* [The problem]: Would you copy each line of the records that includes the word "super"?

------------

//! Per-tick movement and collision response.

use super::input::Controls;
use super::state::MatchState;
use super::{
    Side, ANGLE_FACTOR, BALL_RADIUS, FIELD_HEIGHT, FIELD_WIDTH, MAX_BALL_SPEED, PADDLE_HALF_HEIGHT,
    PADDLE_INSET, PADDLE_MAX_Y, PADDLE_MIN_Y, PADDLE_WIDTH, SPEEDUP,
};

/// Player paddle, ball translation, walls, then both paddles.
pub fn step(state: &mut MatchState, controls: Controls) {
    move_player(state, controls);
    advance_ball(state);
    bounce_off_walls(state);
    deflect(state, Side::Player);
    deflect(state, Side::Opponent);
}

pub fn clamp_paddle(y: f32) -> f32 {
    y.clamp(PADDLE_MIN_Y, PADDLE_MAX_Y)
}

/// Horizontal extent `[left, right]` of a side's paddle.
pub fn paddle_band(side: Side) -> (f32, f32) {
    match side {
        Side::Player => (PADDLE_INSET, PADDLE_INSET + PADDLE_WIDTH),
        Side::Opponent => (
            FIELD_WIDTH - PADDLE_INSET - PADDLE_WIDTH,
            FIELD_WIDTH - PADDLE_INSET,
        ),
    }
}

fn move_player(state: &mut MatchState, controls: Controls) {
    if controls.up && state.player_y > PADDLE_MIN_Y {
        state.player_y -= state.paddle_speed;
    }
    if controls.down && state.player_y < PADDLE_MAX_Y {
        state.player_y += state.paddle_speed;
    }
    state.player_y = clamp_paddle(state.player_y);
}

fn advance_ball(state: &mut MatchState) {
    state.ball_x += state.ball_vx;
    state.ball_y += state.ball_vy;
}

fn bounce_off_walls(state: &mut MatchState) {
    let at_top = state.ball_y <= BALL_RADIUS && state.ball_vy < 0.0;
    let at_bottom = state.ball_y >= FIELD_HEIGHT - BALL_RADIUS && state.ball_vy > 0.0;
    if at_top || at_bottom {
        state.ball_vy = -state.ball_vy;
    }
}

/// Bounce the ball off `side`'s paddle if it is overlapping it and still
/// heading into it. A ball already moving away is left alone, so it cannot
/// flip back and forth while it travels out of the paddle.
fn deflect(state: &mut MatchState, side: Side) {
    let (left, right) = paddle_band(side);
    let (paddle_y, incoming) = match side {
        Side::Player => (state.player_y, state.ball_vx < 0.0),
        Side::Opponent => (state.opponent_y, state.ball_vx > 0.0),
    };

    let overlaps = state.ball_x - BALL_RADIUS <= right
        && state.ball_x + BALL_RADIUS >= left
        && state.ball_y >= paddle_y - PADDLE_HALF_HEIGHT
        && state.ball_y <= paddle_y + PADDLE_HALF_HEIGHT;
    if !overlaps || !incoming {
        return;
    }

    // -1 at the bottom edge, 1 at the top edge.
    let offset = (paddle_y - state.ball_y) / PADDLE_HALF_HEIGHT;
    state.ball_vy = -offset * ANGLE_FACTOR;

    let speed = (state.ball_vx.abs() * SPEEDUP).min(MAX_BALL_SPEED);
    state.ball_vx = -state.ball_vx.signum() * speed;
}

------------

* [Written response]:
use super::input::Controls;
use super::state::MatchState;
use super::{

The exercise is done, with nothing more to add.